Während der Osten von den Regen tiefs der letzten Tage stark betroffen gewesen war, sei es laut Ulbrich im Westen eher zu trocken gewesen. "Hier haben die beiden Unwettertiefs lediglich dafür gesorgt, dass der Monat nicht zu trocken ausgefallen ist." So wurden in Boizenburg mit 93,9 Litern pro Quadratmeter 136 Prozent der durchschnittlichen Menge gemessen.

Die Landwirte stehen der Situation indes weitestgehend hilflos gegenüber. "Die Qualität des Getreides hat enorm gelitten. Selbst das Stroh verliert jeden Tag an Wert", sagt Sebastian Oechsle vom landwirtschaftlichen Lohnunternehmen Blunk in Lalendorf im Landkreis Güstrow. Die Ernte lässt weiter auf sich warten. "Viele Felder werden noch tagelang unter Wasser stehen, selbst wenn der Regen in den nächsten Tagen aufhört", sagt ein Sprecher des Bauernverbandes.
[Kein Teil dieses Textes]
//! Tiered persistence (§4.3, §9): backends are composed behind one
//! interface and tried in priority order for both reads and writes, with an
//! in-memory map warmed at startup from whichever backend answers first.

use crate::backend::Backend;
use crate::contract::{QueryFilters, StoreStats, StoredDocument, UpsertOutcome, VectorStore};
use crate::embed;
use crate::hash::content_hash;
use crate::lexical;
use async_trait::async_trait;
use cricket_core::Document;
use std::sync::atomic::{AtomicU64, Ordering};
use std::sync::Arc;
use tokio::sync::RwLock;

pub struct TieredStore {
    backends: Vec<Arc<dyn Backend>>,
    /// Warmed cache keyed by document id, the "single exclusive lock on the
    /// document-id key" the concurrency model calls for; reads use a
    /// snapshot via the `RwLock` read guard.
    in_memory: RwLock<hashbrown::HashMap<String, StoredDocument>>,
    dedupe_hits_total: AtomicU64,
    query_errors_total: AtomicU64,
}

impl TieredStore {
    pub fn new(backends: Vec<Arc<dyn Backend>>) -> Self {
        Self {
            backends,
            in_memory: RwLock::new(hashbrown::HashMap::new()),
            dedupe_hits_total: AtomicU64::new(0),
            query_errors_total: AtomicU64::new(0),
        }
    }

    /// Warms the in-memory map from whichever backend responds first,
    /// tried in declared priority order.
    pub async fn warm_start(&self) {
        for backend in &self.backends {
            match backend.all().await {
                Ok(docs) if !docs.is_empty() => {
                    log::info!("warmed {} documents from backend `{}`", docs.len(), backend.name());
                    let mut guard = self.in_memory.write().await;
                    for doc in docs {
                        guard.insert(doc.id.clone(), doc);
                    }
                    return;
                }
                Ok(_) => continue,
                Err(err) => {
                    log::warn!("backend `{}` failed during warm start: {err}", backend.name());
                    continue;
                }
            }
        }
        log::warn!("no backend produced documents during warm start");
    }

    fn filters_match(metadata: &cricket_core::DocumentMetadata, filters: &QueryFilters) -> bool {
        filters.iter().all(|(key, value)| match key.as_str() {
            "team_id" => metadata.team_id.as_deref() == Some(value.as_str()),
            "season_id" => &metadata.season_id == value,
            "grade_id" => &metadata.grade_id == value,
            "type" => metadata.kind.to_string() == *value,
            "date" => metadata.date.as_deref() == Some(value.as_str()),
            _ => false,
        })
    }
}

#[async_trait]
impl VectorStore for TieredStore {
    async fn upsert(&self, docs: Vec<Document>) -> UpsertOutcome {
        let mut outcome = UpsertOutcome::default();

        for doc in docs {
            let hash = content_hash(&doc.text, &doc.metadata);

            let already_current = self
                .in_memory
                .read()
                .await
                .get(&doc.id)
                .map(|stored| stored.content_hash == hash)
                .unwrap_or(false);

            if already_current {
                outcome.dedupe_hits.push(doc.id.clone());
                self.dedupe_hits_total.fetch_add(1, Ordering::Relaxed);
                continue;
            }

            let stored = StoredDocument {
                id: doc.id.clone(),
                text: doc.text.clone(),
                embedding: Some(embed::embed(&doc.text)),
                metadata: doc.metadata.clone(),
                content_hash: hash,
            };

            let mut any_succeeded = false;
            for backend in &self.backends {
                match backend.put(&stored).await {
                    Ok(()) => any_succeeded = true,
                    Err(err) => outcome.errors.push((doc.id.clone(), format!("{}: {err}", backend.name()))),
                }
            }

            if any_succeeded {
                self.in_memory.write().await.insert(doc.id.clone(), stored);
                outcome.written += 1;
            }
        }

        outcome
    }

    async fn query(&self, text: &str, filters: &QueryFilters, k: usize) -> Vec<String> {
        if text.trim().is_empty() {
            return Vec::new();
        }

        let query_embedding = embed::embed(text);

        for backend in &self.backends {
            if let Some(ids) = backend.query_similarity(Some(&query_embedding), k).await {
                let guard = self.in_memory.read().await;
                let filtered: Vec<String> = ids
                    .into_iter()
                    .filter(|id| guard.get(id).map(|d| Self::filters_match(&d.metadata, filters)).unwrap_or(false))
                    .take(k)
                    .collect();
                return filtered;
            }
        }

        let guard = self.in_memory.read().await;
        if guard.is_empty() {
            self.query_errors_total.fetch_add(1, Ordering::Relaxed);
            return Vec::new();
        }

        let mut candidates: Vec<(String, String)> = guard
            .values()
            .filter(|d| Self::filters_match(&d.metadata, filters))
            .map(|d| (d.id.clone(), d.text.clone()))
            .collect();
        candidates.sort_by(|a, b| a.0.cmp(&b.0));

        lexical::top_k(text, &candidates, k)
    }

    async fn get_document(&self, id: &str) -> Option<StoredDocument> {
        if let Some(doc) = self.in_memory.read().await.get(id).cloned() {
            return Some(doc);
        }

        for backend in &self.backends {
            match backend.get(id).await {
                Ok(Some(doc)) => {
                    self.in_memory.write().await.insert(doc.id.clone(), doc.clone());
                    return Some(doc);
                }
                Ok(None) => continue,
                Err(err) => {
                    log::warn!("backend `{}` failed on get_document({id}): {err}", backend.name());
                    continue;
                }
            }
        }
        None
    }

    async fn stats(&self) -> StoreStats {
        let mut healthy = 0;
        for backend in &self.backends {
            if backend.health_check().await {
                healthy += 1;
            }
        }
        StoreStats {
            document_count: self.in_memory.read().await.len(),
            backends_healthy: healthy,
            backends_total: self.backends.len(),
            dedupe_hits_total: self.dedupe_hits_total.load(Ordering::Relaxed),
            query_errors_total: self.query_errors_total.load(Ordering::Relaxed),
        }
    }

    async fn health_check(&self) -> bool {
        if self.backends.is_empty() {
            return false;
        }
        for backend in &self.backends {
            if backend.health_check().await {
                return true;
            }
        }
        false
    }
}

#[cfg(test)]
mod tests {
    use super::*;
    use cricket_core::{Document, DocumentKind, DocumentMetadata};
    use std::sync::Mutex as StdMutex;

    struct MemoryBackend {
        docs: StdMutex<hashbrown::HashMap<String, StoredDocument>>,
    }

    impl MemoryBackend {
        fn new() -> Self {
            Self {
                docs: StdMutex::new(hashbrown::HashMap::new()),
            }
        }
    }

    #[async_trait]
    impl Backend for MemoryBackend {
        fn name(&self) -> &'static str {
            "memory"
        }

        async fn put(&self, doc: &StoredDocument) -> Result<(), crate::error::StoreError> {
            self.docs.lock().unwrap().insert(doc.id.clone(), doc.clone());
            Ok(())
        }

        async fn get(&self, id: &str) -> Result<Option<StoredDocument>, crate::error::StoreError> {
            Ok(self.docs.lock().unwrap().get(id).cloned())
        }

        async fn all(&self) -> Result<Vec<StoredDocument>, crate::error::StoreError> {
            Ok(self.docs.lock().unwrap().values().cloned().collect())
        }

        async fn health_check(&self) -> bool {
            true
        }
    }

    fn meta(team_id: &str) -> DocumentMetadata {
        DocumentMetadata {
            team_id: Some(team_id.to_string()),
            season_id: "s1".to_string(),
            grade_id: "g1".to_string(),
            kind: DocumentKind::Ladder,
            date: None,
        }
    }

    #[tokio::test]
    async fn repeated_upsert_of_unchanged_document_dedupes() {
        let store = TieredStore::new(vec![Arc::new(MemoryBackend::new())]);
        let doc = Document::new("ladder_g1", "Ladder: Under-10", meta("t1"));

        let first = store.upsert(vec![doc.clone()]).await;
        assert_eq!(first.written, 1);
        assert!(first.dedupe_hits.is_empty());

        let second = store.upsert(vec![doc]).await;
        assert_eq!(second.written, 0);
        assert_eq!(second.dedupe_hits, vec!["ladder_g1".to_string()]);
    }

    #[tokio::test]
    async fn query_excludes_documents_failing_the_filter() {
        let store = TieredStore::new(vec![Arc::new(MemoryBackend::new())]);
        store
            .upsert(vec![
                Document::new("ladder_g1", "Ladder: Under-10 blue team", meta("t1")),
                Document::new("ladder_g2", "Ladder: Under-10 blue team", meta("t2")),
            ])
            .await;

        let mut filters = QueryFilters::new();
        filters.insert("team_id".to_string(), "t1".to_string());

        let results = store.query("ladder blue team", &filters, 5).await;
        assert_eq!(results, vec!["ladder_g1".to_string()]);
    }

    #[tokio::test]
    async fn get_document_round_trips_after_upsert() {
        let store = TieredStore::new(vec![Arc::new(MemoryBackend::new())]);
        let doc = Document::new("roster_t1", "Roster: Caroline Springs Blue U10", meta("t1"));
        store.upsert(vec![doc.clone()]).await;

        let fetched = store.get_document("roster_t1").await.unwrap();
        assert_eq!(fetched.text, doc.text);
    }
}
Entspannung scheint es indes beim traditionellen Pferderennen in der nächsten Woche auf der historischen Rennbahn von Bad Doberan zu geben. Am Freitag waren die Bauarbeiten wegen der Regengüsse eingestellt worden. Die Veranstalter teilten mit, dass sie davon ausgehen, dass das Ostsee Meeting stattfindet. Nasse Füße gab es derweil für die 3500 Punkfans bei 15. Festival "Force Attack" in Klingendorf bei Rostock. "Die Leute stehen im Matsch, trotzdem ist die Stimmung sehr gut", hieß es gestern.